I added the comments here to make the folks understand what these changes
are for, as LuisChamberlain suggested. Do you think that it is
unnecessary and the commit message is enough for users to understand this
function?

[...]
> > +
> >  static ssize_t __init xwrite(struct file *file, const char *p, size_t count,
> >               loff_t *pos)
> >  {
> > @@ -682,15 +684,23 @@ static void __init do_populate_rootfs(void *unused, async_cookie_t cookie)
> >       else
> >               printk(KERN_INFO "Unpacking initramfs...\n");
> >
> > +     init_user_rootfs();
> > +
> > +     if (mount_user_root())
>
> I would call this sm like
>
> prepare_mount_rootfs()
> finish_mount_rootfs()

Yeah, this name seems better! I'll change it.

>
> > +             panic("Failed to create user root");
>
> I don't think you need to call init_user_rootfs() separately? You could
> just move it into the prepare_mount_rootfs()/mount_user_root() call.

After rename 'mount_user_root()' to 'prepare_mount_rootfs()', it seems
reasonable to call 'init_user_rootfs()' in 'prepare_mount_rootfs()'.

>
> > +
> >       err = unpack_to_rootfs((char *)initrd_start, initrd_end - initrd_start);
> >       if (err) {
> > +             end_mount_user_root(false);
>
> This boolean argument to end_mount_user_root() is a bit strange. Just
> call init_umount() directly here?

I don't think it is suitable to call init_umount() directly here. Before
umount, 'init_chdir("/")' should be called too, and it seems a little
weird to do these stuff in do_populate_rootfs().

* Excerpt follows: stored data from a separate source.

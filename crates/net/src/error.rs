//! Error taxonomy of the dispatch core.
//!
//! Setup errors abort startup. Everything else is contained at the
//! dispatcher/delivery boundary and only ever affects the peer it names.

use crate::message::Role;
use crate::peer::PeerId;
use thiserror::Error;

/// Registry misuse detected while building the message table.
#[derive(Debug, Clone, PartialEq, Eq, Error)]
pub enum SetupError {
    /// Two kinds were registered under the same id in one role.
    #[error("{role} id {id} already registered to {existing}, cannot register {kind}")]
    DuplicateId {
        /// Registry role.
        role: Role,
        /// Contested id.
        id: u8,
        /// Kind already holding the id.
        existing: &'static str,
        /// Kind that was rejected.
        kind: &'static str,
    },

    /// The same kind was registered twice in one role.
    #[error("{role} kind {kind} already registered with id {existing}")]
    DuplicateKind {
        /// Registry role.
        role: Role,
        /// Kind registered twice.
        kind: &'static str,
        /// Id it already holds.
        existing: u8,
    },

    /// A kind of the closed message set never received an id.
    #[error("{role} kind {kind} has no registered id")]
    Unregistered {
        /// Registry role.
        role: Role,
        /// Kind without an id.
        kind: &'static str,
    },
}

/// An inbound envelope that cannot be decoded.
///
/// Framing cannot be resynchronised after this, so the producing connection
/// is closed.
#[derive(Debug, Error)]
pub enum MalformedMessage {
    /// The envelope did not even contain a type id.
    #[error("empty {role} envelope")]
    Empty {
        /// Role the envelope was decoded as.
        role: Role,
    },

    /// The type id is not registered for this role.
    #[error("unknown {role} message id {id}")]
    UnknownId {
        /// Role the envelope was decoded as.
        role: Role,
        /// Id read from the envelope.
        id: u8,
    },

    /// The payload was truncated or garbled.
    #[error("invalid {role} {kind} payload")]
    Payload {
        /// Role the envelope was decoded as.
        role: Role,
        /// Kind selected by the id.
        kind: &'static str,
        /// Underlying decode failure.
        #[source]
        source: postcard::Error,
    },

    /// The payload decoded but left unread bytes behind.
    #[error("{count} trailing bytes after {role} {kind} payload")]
    TrailingBytes {
        /// Role the envelope was decoded as.
        role: Role,
        /// Kind selected by the id.
        kind: &'static str,
        /// Number of unread bytes.
        count: usize,
    },

    /// The payload decoded but violates a size limit.
    #[error("{role} {kind} rejected: {reason}")]
    Rejected {
        /// Role the envelope was decoded as.
        role: Role,
        /// Kind of the rejected message.
        kind: &'static str,
        /// Which limit was violated.
        reason: &'static str,
    },
}

/// Failure to build an outbound envelope.
#[derive(Debug, Error)]
pub enum EncodeError {
    /// The kind has no id in this role's registry.
    #[error("{role} kind {kind} is not registered")]
    Unregistered {
        /// Registry role.
        role: Role,
        /// Kind that could not be mapped.
        kind: &'static str,
    },

    /// Payload serialization failed.
    #[error("failed to serialize {kind} payload")]
    Serialize {
        /// Kind being serialized.
        kind: &'static str,
        /// Underlying serializer error.
        #[source]
        source: postcard::Error,
    },
}

/// The main execution context is gone (shutdown or never started).
#[derive(Debug, Clone, Copy, PartialEq, Eq, Error)]
#[error("{role} main context is unavailable")]
pub struct DispatchUnavailable {
    /// Role of the missing context.
    pub role: Role,
}

/// The delivery target's outbound stream is closed.
#[derive(Debug, Clone, Copy, PartialEq, Eq, Error)]
#[error("peer {peer} disconnected")]
pub struct PeerDisconnected {
    /// Peer that could not be reached.
    pub peer: PeerId,
}

/// Outcome of a failed [`Dispatcher::on_receive`](crate::Dispatcher::on_receive).
#[derive(Debug, Error)]
pub enum ReceiveError {
    /// The bytes could not be decoded; close the connection.
    #[error(transparent)]
    Malformed(#[from] MalformedMessage),

    /// The main context is gone; the message was dropped.
    #[error(transparent)]
    Unavailable(#[from] DispatchUnavailable),
}

impl ReceiveError {
    /// Whether the producing connection must be closed.
    pub fn is_connection_fatal(&self) -> bool {
        matches!(self, ReceiveError::Malformed(_))
    }
}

According to the result, finish_mount_rootfs() will change root to the new
mount or fall back and do the clean work, it seems fine.

>
> >  #ifdef CONFIG_BLK_DEV_RAM
> >               populate_initrd_image(err);
> >  #else
> >               printk(KERN_EMERG "Initramfs unpacking failed: %s\n", err);
> >  #endif
> > +             goto done;
> >       }
> >
> > +     end_mount_user_root(true);
> >  done:
> >       /*
> >        * If the initrd region is overlapped with crashkernel reserved region,
> > diff --git a/usr/Kconfig b/usr/Kconfig
> > index 8bbcf699fe3b..f9c96de539c3 100644
> > --- a/usr/Kconfig
> > +++ b/usr/Kconfig
> > @@ -52,6 +52,16 @@ config INITRAMFS_ROOT_GID
> >
> >         If you are not sure, leave it set to "0".
> >
> > +config INITRAMFS_USER_ROOT
>
> I think the naming isn't great. Just call it INITRAMFS_MOUNT. The "user"
> part in all the function and variabe names seems confusing to me at
> least it doesn't convey a lot of useful info. So I'd just drop it and
> try to stick with plain rootfs/initramfs terminology.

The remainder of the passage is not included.